March 1, 2012

Super Priority Lien Gives Washington Condo Associations Leverage Over Lenders

The Washington Condominium Act grants condominium associations a super priority lien over mortgage holders. This super priority lien ensures that some delinquent assessments (those that are due during the six months immediately preceding the foreclosure) will be paid by lenders if foreclosures occur. It can also be a powerful weapon if lenders do not respond to associations’ foreclosure actions. In the recent decision of Summerhill Village Homeowners Association v. Roughley, the Washington Court of Appeals held that a mortgage on a unit can be completely eliminated by a condominium association’s foreclosure action if an association has a super priority lien and the lender does not respond.

If a Washington condominium’s declaration was recorded after July 1, 1990, then it automatically has the right to claim the super priority lien contained in the Washington Condominium Act. If a Washington condominium’s declaration was recorded on or before July 1, 1990, then its association can probably not take advantage of the super priority lien until its declaration is amended to include it. All Washington condominium associations that cannot currently claim the super priority lien should strongly consider amending their declarations to give themselves the ability to do so.

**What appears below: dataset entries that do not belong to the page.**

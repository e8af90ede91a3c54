use axum::{
    http::StatusCode,
    response::{IntoResponse, Response},
    Json,
};
use serde_json::json;
use thiserror::Error;

/// Application-level error type.
/// Implements `IntoResponse` so Axum handlers can return `Result<T, AppError>`.
#[derive(Debug, Error)]
pub enum AppError {
    #[error("Not found: {0}")]
    NotFound(String),

    #[error("Validation error: {0}")]
    Validation(String),

    #[error("Unprocessable entity: {0}")]
    UnprocessableEntity(String),

    /// Same as `UnprocessableEntity` but with a caller-visible code the client
    /// can branch on (e.g. `RESUME_REQUIRED`).
    #[error("Unprocessable entity ({code}): {message}")]
    Rejected { code: &'static str, message: String },

    #[error("Conflict: {0}")]
    Conflict(String),

    #[error("Unauthorized: {0}")]
    Unauthorized(String),

    #[error("Forbidden")]
    Forbidden,

    #[error("Database error: {0}")]
    Database(#[from] sqlx::Error),

    #[error("Internal server error: {0}")]
    Internal(#[from] anyhow::Error),
}

impl AppError {
    pub fn unauthorized(message: impl Into<String>) -> Self {
        AppError::Unauthorized(message.into())
    }
}

impl IntoResponse for AppError {
    fn into_response(self) -> Response {
        let (status, code, message) = match &self {
            AppError::NotFound(msg) => (StatusCode::NOT_FOUND, "NOT_FOUND", msg.clone()),
            AppError::Validation(msg) => (StatusCode::BAD_REQUEST, "VALIDATION_ERROR", msg.clone()),
            AppError::UnprocessableEntity(msg) => (
                StatusCode::UNPROCESSABLE_ENTITY,
                "UNPROCESSABLE_ENTITY",
                msg.clone(),
            ),
            AppError::Rejected { code, message } => {
                (StatusCode::UNPROCESSABLE_ENTITY, *code, message.clone())
            }
            AppError::Conflict(msg) => (StatusCode::CONFLICT, "CONFLICT", msg.clone()),
            AppError::Unauthorized(msg) => (StatusCode::UNAUTHORIZED, "UNAUTHORIZED", msg.clone()),
            AppError::Forbidden => (
                StatusCode::FORBIDDEN,
                "FORBIDDEN",
                "Access denied".to_string(),
            ),
            AppError::Database(e) => {
                tracing::error!("Database error: {e}");
                (
                    StatusCode::INTERNAL_SERVER_ERROR,
                    "DATABASE_ERROR",
                    "A database error occurred".to_string(),
                )
            }
            AppError::Internal(e) => {
                tracing::error!("Internal error: {e:?}");
                (
                    StatusCode::INTERNAL_SERVER_ERROR,
                    "INTERNAL_ERROR",
                    "An internal server error occurred".to_string(),
                )
            }
        };

        let body = Json(json!({
            "error": {
                "code": code,
                "message": message
            }
        }));

        (status, body).into_response()
    }
}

A condominium board that wants to amend its declaration should consult with an experienced real estate attorney to ensure that all applicable legal requirements are met. Failing to obtain such legal advice can have dire consequences. In a recent unpublished decision, the Washington Court of Appeals affirmed a trial court’s ruling that an amended set of covenants for a homeowners association was void and unenforceable because it was not properly executed.